Eppure, questa è l'Italia. E, non a caso, ci troviamo oggi con una situazione in cui, a finire sotto la lente della politica e dei media, è addirittura Sogei, cioè il partner informatico dello Stato (e non solo per i giochi), oltre ai concessionari. Segno evidente che (paradosso dei paradossi) ad averla vista lunga sono stati proprio i burocrati autori del sistema di gestione delle Vlt, tenendo conto già in origine delle immancabili future accuse riferite ai controlli.

Ma il problema non è soltanto del settore delle Vlt e rappresenta, al contrario, una patologia che affligge l'intero comparto del gioco pubblico rovinandone l'immagine e degradandone la credibilità. Si, perché fino a ieri a non essere sicure erano le slot (altro comparto assai rigidamente controllato e gestito dallo stato attraverso gli stesso partner e una fitta rete di gestori, oggi tutti inquadrato in un albo professionale), oggi sono le Vlt e domani chissà quale altro gioco. E ogni volta sarà sempre più difficile, oltre che inutile, spiegare che, al contrario, lo Stato ha piena contezza, nonché discreta certezza, di ciò che avviene sulla rete del gioco pubblico. Ma forse è proprio questo l'obiettivo dei tanti detrattori del sistema.
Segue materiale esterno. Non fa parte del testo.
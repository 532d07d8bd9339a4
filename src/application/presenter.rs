//! What the download flow needs from whatever is showing it to the user.
//!
//! The desktop front-end implements these over channels to the `iced` event
//! loop; tests implement them with scripted answers and recorded output.

use std::time::Duration;

/// One question put to the user.
#[derive(Debug, Clone, PartialEq, Eq)]
pub struct PromptRequest {
    pub title: String,
    pub message: String,
    pub default_text: String,
}

pub trait Prompt {
    /// Block until the user answers. `None` means the prompt was dismissed.
    fn ask(&mut self, request: PromptRequest) -> Option<String>;
}

#[derive(Debug, Clone, Copy, PartialEq, Eq)]
pub enum NoticeLevel {
    Info,
    Warning,
    Error,
}

#[derive(Debug, Clone, PartialEq, Eq)]
pub struct Notice {
    pub level: NoticeLevel,
    pub title: String,
    pub body: String,
    pub auto_dismiss: Option<Duration>,
}

impl Notice {
    pub fn warning(title: impl Into<String>, body: impl Into<String>) -> Self {
        Self {
            level: NoticeLevel::Warning,
            title: title.into(),
            body: body.into(),
            auto_dismiss: None,
        }
    }

    pub fn error(title: impl Into<String>, body: impl Into<String>) -> Self {
        Self {
            level: NoticeLevel::Error,
            title: title.into(),
            body: body.into(),
            auto_dismiss: None,
        }
    }

    pub fn info(title: impl Into<String>, body: impl Into<String>, auto_dismiss: Duration) -> Self {
        Self {
            level: NoticeLevel::Info,
            title: title.into(),
            body: body.into(),
            auto_dismiss: Some(auto_dismiss),
        }
    }
}

pub trait StatusDisplay {
    /// Transient, human-readable progress text.
    fn progress(&self, text: &str);

    fn notify(&self, notice: Notice);
}
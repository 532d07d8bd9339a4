use std::num::NonZeroUsize;

use url::{ParseError, Url};

use crate::domain::{
    DownloadRequest, DownloadTarget, MediaInfo, PlanError, QualitySelection, QualityTier,
};

/// Read the 1-based `index` query parameter, if the URL carries a usable one.
/// Scheme-less input such as `youtube.com/playlist?...` is read as `https`.
pub fn resolve_index(url: &str) -> Option<NonZeroUsize> {
    let url = url.trim();
    let parsed = match Url::parse(url) {
        Ok(parsed) => parsed,
        Err(ParseError::RelativeUrlWithoutBase) => Url::parse(&format!("https://{}", url)).ok()?,
        Err(_) => return None,
    };
    let (_, value) = parsed.query_pairs().find(|(key, _)| key == "index")?;
    value.trim().parse::<NonZeroUsize>().ok()
}

pub fn select_quality(requested: &str) -> QualitySelection {
    match requested.trim().parse::<QualityTier>() {
        Ok(tier) => QualitySelection::Valid(tier),
        Err(()) => QualitySelection::Fallback {
            requested: requested.to_string(),
            tier: QualityTier::default(),
        },
    }
}

/// Best MP4 video no taller than `tier` plus the best M4A audio, or the best
/// single MP4 stream when no such pair exists.
pub fn build_format_expression(tier: QualityTier) -> String {
    format!(
        "bestvideo[height<={}][ext=mp4]+bestaudio[ext=m4a]/best[ext=mp4]",
        tier.height()
    )
}

pub fn plan_target(
    request: &DownloadRequest,
    metadata: &MediaInfo,
) -> Result<DownloadTarget, PlanError> {
    match (request.resolved_index, metadata) {
        (Some(position), MediaInfo::Collection { items, .. }) => items
            .get(position.get() - 1)
            .map(|item| DownloadTarget::CollectionItem {
                position,
                item: item.clone(),
            })
            .ok_or(PlanError::IndexOutOfRange {
                index: position.get(),
                len: items.len(),
            }),
        _ => Ok(DownloadTarget::WholeUrl(request.url.clone())),
    }
}
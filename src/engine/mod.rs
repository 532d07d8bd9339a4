//! Media retrieval backends.
//!
//! The rest of the crate only sees [`RetrievalEngine`]; `yt-dlp` is one
//! implementation of it and tests substitute a fake.

pub mod models;
pub mod ytdlp;

use thiserror::Error;

use crate::domain::MediaInfo;

pub use models::{EngineOptions, Postprocessor, ProgressEvent, ProgressStatus};
pub use ytdlp::YtDlpEngine;

#[derive(Error, Debug)]
pub enum EngineError {
    #[error("Failed to start {binary}: {source}")]
    Spawn {
        binary: String,
        #[source]
        source: std::io::Error,
    },

    #[error("Engine exited with {}: {}", describe_exit(.code), .stderr)]
    Failed { code: Option<i32>, stderr: String },

    #[error("Invalid engine output: {0}")]
    InvalidOutput(String),
}

fn describe_exit(code: &Option<i32>) -> String {
    match code {
        Some(code) => format!("code {}", code),
        None => "a signal".to_string(),
    }
}

pub type Result<T> = std::result::Result<T, EngineError>;

pub trait RetrievalEngine {
    /// Fetch item or collection metadata without downloading anything.
    fn inspect(&self, url: &str, options: &EngineOptions) -> Result<MediaInfo>;

    /// Download every target, reporting progress through `progress`.
    fn download(
        &self,
        targets: &[String],
        options: &EngineOptions,
        progress: &mut dyn FnMut(ProgressEvent),
    ) -> Result<()>;
}
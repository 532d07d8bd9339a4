use iced::{
    widget::{button, column, row, text, text_input, Space},
    Alignment, Element, Length,
};

use crate::{
    application::{Notice, PromptRequest},
    domain::DownloadPhase,
};

/// Main view state
pub struct DownloadView {
    pub phase: DownloadPhase,
    pub prompt: Option<PromptRequest>,
    pub input: String,
    pub status_message: String,
    /// In-window notice with the id the app uses to close it.
    pub notice: Option<(u64, Notice)>,
}

impl Default for DownloadView {
    fn default() -> Self {
        Self {
            phase: DownloadPhase::Prompting,
            prompt: None,
            input: String::new(),
            status_message: "Starting...".to_string(),
            notice: None,
        }
    }
}

#[derive(Debug, Clone)]
pub enum DownloadMessage {
    InputChanged(String),
    Submit,
    Dismiss,
    AcknowledgeNotice,
}

impl DownloadView {
    pub fn show_prompt(&mut self, request: PromptRequest) {
        self.input = request.default_text.clone();
        self.prompt = Some(request);
    }

    /// Close the open prompt, returning what was typed into it.
    pub fn take_answer(&mut self) -> Option<String> {
        self.prompt.take()?;
        Some(std::mem::take(&mut self.input))
    }

    pub fn update(&mut self, message: DownloadMessage) {
        match message {
            DownloadMessage::InputChanged(value) => {
                self.input = value;
            }
            DownloadMessage::Submit
            | DownloadMessage::Dismiss
            | DownloadMessage::AcknowledgeNotice => {
                // Will be handled by the app
            }
        }
    }

    pub fn view(&self) -> Element<'_, DownloadMessage> {
        if let Some((_, notice)) = &self.notice {
            return self.notice_view(notice);
        }
        if let Some(prompt) = &self.prompt {
            return self.prompt_view(prompt);
        }

        let heading = match self.phase {
            DownloadPhase::Prompting => "Video Downloader",
            DownloadPhase::Downloading => "Downloading",
            DownloadPhase::Completed => "Done",
            DownloadPhase::Failed => "Failed",
        };

        column![
            text(heading).size(32),
            Space::new().height(Length::Fixed(20.0)),
            text(&self.status_message).size(14),
        ]
        .padding(20)
        .spacing(10)
        .into()
    }

    fn prompt_view<'a>(&'a self, prompt: &'a PromptRequest) -> Element<'a, DownloadMessage> {
        column![
            text(&prompt.title).size(24),
            Space::new().height(Length::Fixed(10.0)),
            text(&prompt.message).size(16),
            text_input("", &self.input)
                .on_input(DownloadMessage::InputChanged)
                .on_submit(DownloadMessage::Submit)
                .padding(10),
            Space::new().height(Length::Fixed(10.0)),
            row![
                button("OK")
                    .on_press(DownloadMessage::Submit)
                    .padding([8, 20]),
                button("Cancel")
                    .on_press(DownloadMessage::Dismiss)
                    .padding([8, 20]),
            ]
            .spacing(10),
        ]
        .padding(20)
        .spacing(10)
        .into()
    }

    fn notice_view<'a>(&'a self, notice: &'a Notice) -> Element<'a, DownloadMessage> {
        let mut content = column![
            text(&notice.title).size(24),
            Space::new().height(Length::Fixed(10.0)),
            text(&notice.body).size(16),
        ]
        .padding(20)
        .spacing(10)
        .align_x(Alignment::Center)
        .width(Length::Fill);

        if let Some(after) = notice.auto_dismiss {
            content = content.push(text(format!("Closes in {} seconds", after.as_secs())).size(12));
        }

        content
            .push(Space::new().height(Length::Fixed(10.0)))
            .push(
                button("OK")
                    .on_press(DownloadMessage::AcknowledgeNotice)
                    .padding([8, 20]),
            )
            .into()
    }
}
//! Property annotations attached to entities.
//!
//! Properties are uninterpreted tags produced by the source scanner:
//!
//! - **Simple** properties are bare names (`Serializable`).
//! - **Complex** properties carry an ordered list of sub-properties
//!   (`Range(0, 100)`).
//!
//! The store only grows. There is no removal API.

/// A parameterized property: a tag name plus its ordered sub-properties.
#[derive(Debug, Clone, PartialEq, Eq, Hash)]
pub struct ComplexProperty {
    /// Tag name.
    pub name: String,
    /// Sub-properties in declaration order.
    pub sub_properties: Vec<String>,
}

impl ComplexProperty {
    /// Create a new complex property.
    pub fn new<I, S>(name: impl Into<String>, sub_properties: I) -> Self
    where
        I: IntoIterator<Item = S>,
        S: Into<String>,
    {
        Self {
            name: name.into(),
            sub_properties: sub_properties.into_iter().map(Into::into).collect(),
        }
    }
}

/// The property set of one entity.
#[derive(Debug, Clone, Default, PartialEq, Eq)]
pub struct Properties {
    simple: Vec<String>,
    complex: Vec<ComplexProperty>,
}

impl Properties {
    pub fn new() -> Self {
        Self::default()
    }

    /// Attach a simple tag. Attaching the same tag twice keeps one occurrence.
    ///
    /// Returns `true` if the tag was not present before.
    pub fn add_simple(&mut self, name: impl Into<String>) -> bool {
        let name = name.into();
        if self.has_simple(&name) {
            return false;
        }
        self.simple.push(name);
        true
    }

    /// Attach a complex tag. Re-attaching a tag name appends another entry.
    pub fn add_complex(&mut self, property: ComplexProperty) {
        self.complex.push(property);
    }

    /// Check if a simple tag is present.
    pub fn has_simple(&self, name: &str) -> bool {
        self.simple.iter().any(|p| p == name)
    }

    /// Check if at least one complex entry uses this tag name.
    pub fn has_complex(&self, name: &str) -> bool {
        self.complex.iter().any(|p| p.name == name)
    }

    /// Every complex entry registered under `name`, in attachment order.
    pub fn complex<'a>(&'a self, name: &'a str) -> impl Iterator<Item = &'a ComplexProperty> + 'a {
        self.complex.iter().filter(move |p| p.name == name)
    }

    /// All simple tags in attachment order.
    pub fn simple_properties(&self) -> &[String] {
        &self.simple
    }

    /// All complex entries in attachment order.
    pub fn complex_properties(&self) -> &[ComplexProperty] {
        &self.complex
    }

    pub fn simple_count(&self) -> usize {
        self.simple.len()
    }

    pub fn complex_count(&self) -> usize {
        self.complex.len()
    }

    pub fn is_empty(&self) -> bool {
        self.simple.is_empty() && self.complex.is_empty()
    }

    /// Copy another property set into this one.
    ///
    /// This is a snapshot: later additions to `other` are not seen here.
    /// Complex entries already present verbatim are not duplicated, so a type
    /// that reaches the same ancestor twice does not accumulate copies.
    pub fn inherit_from(&mut self, other: &Properties) {
        for name in &other.simple {
            self.add_simple(name.clone());
        }
        for property in &other.complex {
            if !self.complex.contains(property) {
                self.complex.push(property.clone());
            }
        }
    }
}

#[cfg(test)]
mod tests {
    use super::*;

    #[test]
    fn simple_is_idempotent() {
        let mut props = Properties::new();
        assert!(props.add_simple("Serializable"));
        assert!(!props.add_simple("Serializable"));
        assert_eq!(props.simple_count(), 1);
        assert!(props.has_simple("Serializable"));
        assert!(!props.has_simple("Hidden"));
    }

    #[test]
    fn complex_is_additive() {
        let mut props = Properties::new();
        props.add_complex(ComplexProperty::new("Range", ["0", "10"]));
        props.add_complex(ComplexProperty::new("Range", ["5", "20"]));
        props.add_complex(ComplexProperty::new("Tooltip", ["hp"]));

        let ranges: Vec<_> = props.complex("Range").collect();
        assert_eq!(ranges.len(), 2);
        assert_eq!(ranges[0].sub_properties, vec!["0", "10"]);
        assert_eq!(ranges[1].sub_properties, vec!["5", "20"]);
        assert_eq!(props.complex_count(), 3);
        assert!(props.has_complex("Tooltip"));
    }

    #[test]
    fn inherit_is_a_snapshot() {
        let mut parent = Properties::new();
        parent.add_simple("P1");
        parent.add_complex(ComplexProperty::new("C", ["x"]));

        let mut child = Properties::new();
        child.add_simple("Own");
        child.inherit_from(&parent);

        parent.add_simple("P2");

        assert!(child.has_simple("P1"));
        assert!(child.has_simple("Own"));
        assert!(!child.has_simple("P2"));
        assert_eq!(child.complex("C").count(), 1);
    }

    #[test]
    fn inherit_twice_does_not_duplicate() {
        let mut parent = Properties::new();
        parent.add_simple("P");
        parent.add_complex(ComplexProperty::new("C", ["x"]));

        let mut child = Properties::new();
        child.inherit_from(&parent);
        child.inherit_from(&parent);

        assert_eq!(child.simple_count(), 1);
        assert_eq!(child.complex_count(), 1);
    }

    #[test]
    fn empty_by_default() {
        assert!(Properties::new().is_empty());
    }
}
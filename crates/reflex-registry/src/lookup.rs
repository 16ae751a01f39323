//! The uniform predicate/visitor protocol shared by every container.
//!
//! Callbacks are optional closures returning `Result<bool, E>`:
//!
//! - `Ok(true)` accepts the entry (predicates) or continues the walk (visitors)
//! - `Ok(false)` rejects the entry or stops the walk
//! - `Err(e)` aborts immediately and is returned to the caller unchanged
//!
//! An absent callback (`None`) is not an error: searches find nothing and
//! walks report that they did not complete. Context that a C-style API would
//! pass as an opaque pointer is simply captured by the closure.

/// First item accepted by `predicate`.
pub fn find_first<T, E, F>(items: impl IntoIterator<Item = T>, predicate: Option<F>) -> Result<Option<T>, E>
where
    T: Copy,
    F: FnMut(T) -> Result<bool, E>,
{
    let Some(mut predicate) = predicate else {
        return Ok(None);
    };
    for item in items {
        if predicate(item)? {
            return Ok(Some(item));
        }
    }
    Ok(None)
}

/// Every item accepted by `predicate`, in container order.
///
/// A fault discards whatever was collected before it.
pub fn find_all<T, E, F>(items: impl IntoIterator<Item = T>, predicate: Option<F>) -> Result<Vec<T>, E>
where
    T: Copy,
    F: FnMut(T) -> Result<bool, E>,
{
    let Some(mut predicate) = predicate else {
        return Ok(Vec::new());
    };
    let mut found = Vec::new();
    for item in items {
        if predicate(item)? {
            found.push(item);
        }
    }
    Ok(found)
}

/// Visit items in container order until the visitor returns `false`.
///
/// Returns `Ok(true)` only when every item was visited.
pub fn visit_all<T, E, F>(items: impl IntoIterator<Item = T>, visitor: Option<F>) -> Result<bool, E>
where
    F: FnMut(T) -> Result<bool, E>,
{
    let Some(mut visitor) = visitor else {
        return Ok(false);
    };
    for item in items {
        if !visitor(item)? {
            return Ok(false);
        }
    }
    Ok(true)
}

/// Generate `get_<x>_by_predicate`, `get_<x>s_by_predicate` and
/// `foreach_<x>` over a by-value iterator method of the view type.
macro_rules! predicate_lookups {
    ($what:literal, $item:ty, $iter:ident, $first:ident, $all:ident, $each:ident) => {
        #[doc = concat!("First ", $what, " accepted by `predicate`. `None` finds nothing.")]
        pub fn $first<F, E>(&self, predicate: Option<F>) -> Result<Option<$item>, E>
        where
            F: FnMut($item) -> Result<bool, E>,
        {
            $crate::lookup::find_first(self.$iter(), predicate)
        }

        #[doc = concat!("Every ", $what, " accepted by `predicate`, in container order.")]
        pub fn $all<F, E>(&self, predicate: Option<F>) -> Result<Vec<$item>, E>
        where
            F: FnMut($item) -> Result<bool, E>,
        {
            $crate::lookup::find_all(self.$iter(), predicate)
        }

        #[doc = concat!("Visit every ", $what, "; `Ok(true)` when the walk completed.")]
        pub fn $each<F, E>(&self, visitor: Option<F>) -> Result<bool, E>
        where
            F: FnMut($item) -> Result<bool, E>,
        {
            $crate::lookup::visit_all(self.$iter(), visitor)
        }
    };
}

pub(crate) use predicate_lookups;

#[cfg(test)]
mod tests {
    use super::*;
    use std::convert::Infallible;

    type Pred = fn(u32) -> Result<bool, Infallible>;

    #[test]
    fn absent_callbacks() {
        assert_eq!(find_first([1u32, 2], None::<Pred>), Ok(None));
        assert_eq!(find_all([1u32, 2], None::<Pred>), Ok(vec![]));
        assert_eq!(visit_all([1u32, 2], None::<Pred>), Ok(false));
    }

    #[test]
    fn predicate_selects() {
        let even = |n: u32| Ok::<_, Infallible>(n % 2 == 0);
        assert_eq!(find_first([1u32, 2, 4], Some(even)), Ok(Some(2)));
        assert_eq!(find_all([1u32, 2, 4], Some(even)), Ok(vec![2, 4]));
        assert_eq!(find_first([1u32, 3], Some(even)), Ok(None));
    }

    #[test]
    fn fault_propagates_and_stops() {
        let mut calls = 0;
        let result = find_all([1u32, 2, 3], Some(|n: u32| {
            calls += 1;
            if n == 2 { Err("boom") } else { Ok(true) }
        }));
        assert_eq!(result, Err("boom"));
        assert_eq!(calls, 2);
    }

    #[test]
    fn visitor_stops_early() {
        let mut calls = 0;
        let completed = visit_all([1u32, 2, 3], Some(|_| {
            calls += 1;
            Ok::<_, Infallible>(false)
        }));
        assert_eq!(completed, Ok(false));
        assert_eq!(calls, 1);

        let mut calls = 0;
        let completed = visit_all([1u32, 2, 3], Some(|_| {
            calls += 1;
            Ok::<_, Infallible>(true)
        }));
        assert_eq!(completed, Ok(true));
        assert_eq!(calls, 3);
    }
}
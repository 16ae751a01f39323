use crate::{
    CallError, Entity, FunctionFlags, IntoStaticCallable, Signature, StaticCallable, Value,
    callable_signature,
};

use super::method::rename_parameters;
use super::{EntityKind, Reflected};

/// A namespace-level function.
#[derive(Debug, Clone)]
pub struct Function {
    pub entity: Entity,
    pub signature: Signature,
    pub flags: FunctionFlags,
    pub callable: StaticCallable,
}

impl Function {
    pub fn new<M, F: IntoStaticCallable<M>>(name: impl Into<String>, flags: FunctionFlags, f: F) -> Self {
        Self::from_parts(name, flags, F::signature(), f.into_callable())
    }

    pub fn from_parts(
        name: impl Into<String>,
        flags: FunctionFlags,
        signature: Signature,
        callable: StaticCallable,
    ) -> Self {
        Self {
            entity: Entity::new(name),
            signature,
            flags,
            callable,
        }
    }

    pub fn with_parameter_names(mut self, names: &[&str]) -> Self {
        rename_parameters(&mut self.signature, names);
        self
    }

    pub fn parameter_count(&self) -> usize {
        self.signature.parameter_count()
    }

    pub fn has_flags(&self, min_flags: FunctionFlags) -> bool {
        self.flags.contains(min_flags)
    }

    pub fn invoke(&self, args: Vec<Value>) -> Result<Value, CallError> {
        self.signature.check_args(&args)?;
        self.callable.call(args)
    }
}

impl Reflected for Function {
    const KIND: EntityKind = EntityKind::Function;

    fn entity(&self) -> &Entity {
        &self.entity
    }

    fn entity_mut(&mut self) -> &mut Entity {
        &mut self.entity
    }

    fn identity_key(&self, qualified_name: &str) -> String {
        callable_signature(qualified_name, &self.signature.parameter_type_names())
    }
}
Peccato soltanto non ci fossero stati anche prima tanti paladini dell'etica di Stato, quando il comparto del gioco pubblico veniva rintuzzato, anno dopo anno, di nuovi giochi e nuove tasse, allo scopo di rimpinguare le casse, e quasi sempre attraverso provvedimenti legislativi approvati in maniera pressoché unanime. Ma oggi bisogna guardare al presente e, possibilmente, anche al futuro. Cosa che dovrebbe fare anche quella parte della politica che, anche in forma implicita, chiede di tagliare il gioco, visto che ciò significherebbe andare in cerca di almeno nove miliardi di euro l'anno.

E di buono, in tutta questa storia, c'è che dalla bagarre sulle Vlt avviata in parlamento potrebbero arrivare, se non altro, le risposte del governo, che oltre a diffondere dati ufficiali su questo settore (che certo non guastano, a garanzia di reale trasparenza), sarà costretto e ribadire le virtù del comparto prendendone, magari anche indirettamente, le giuste difese.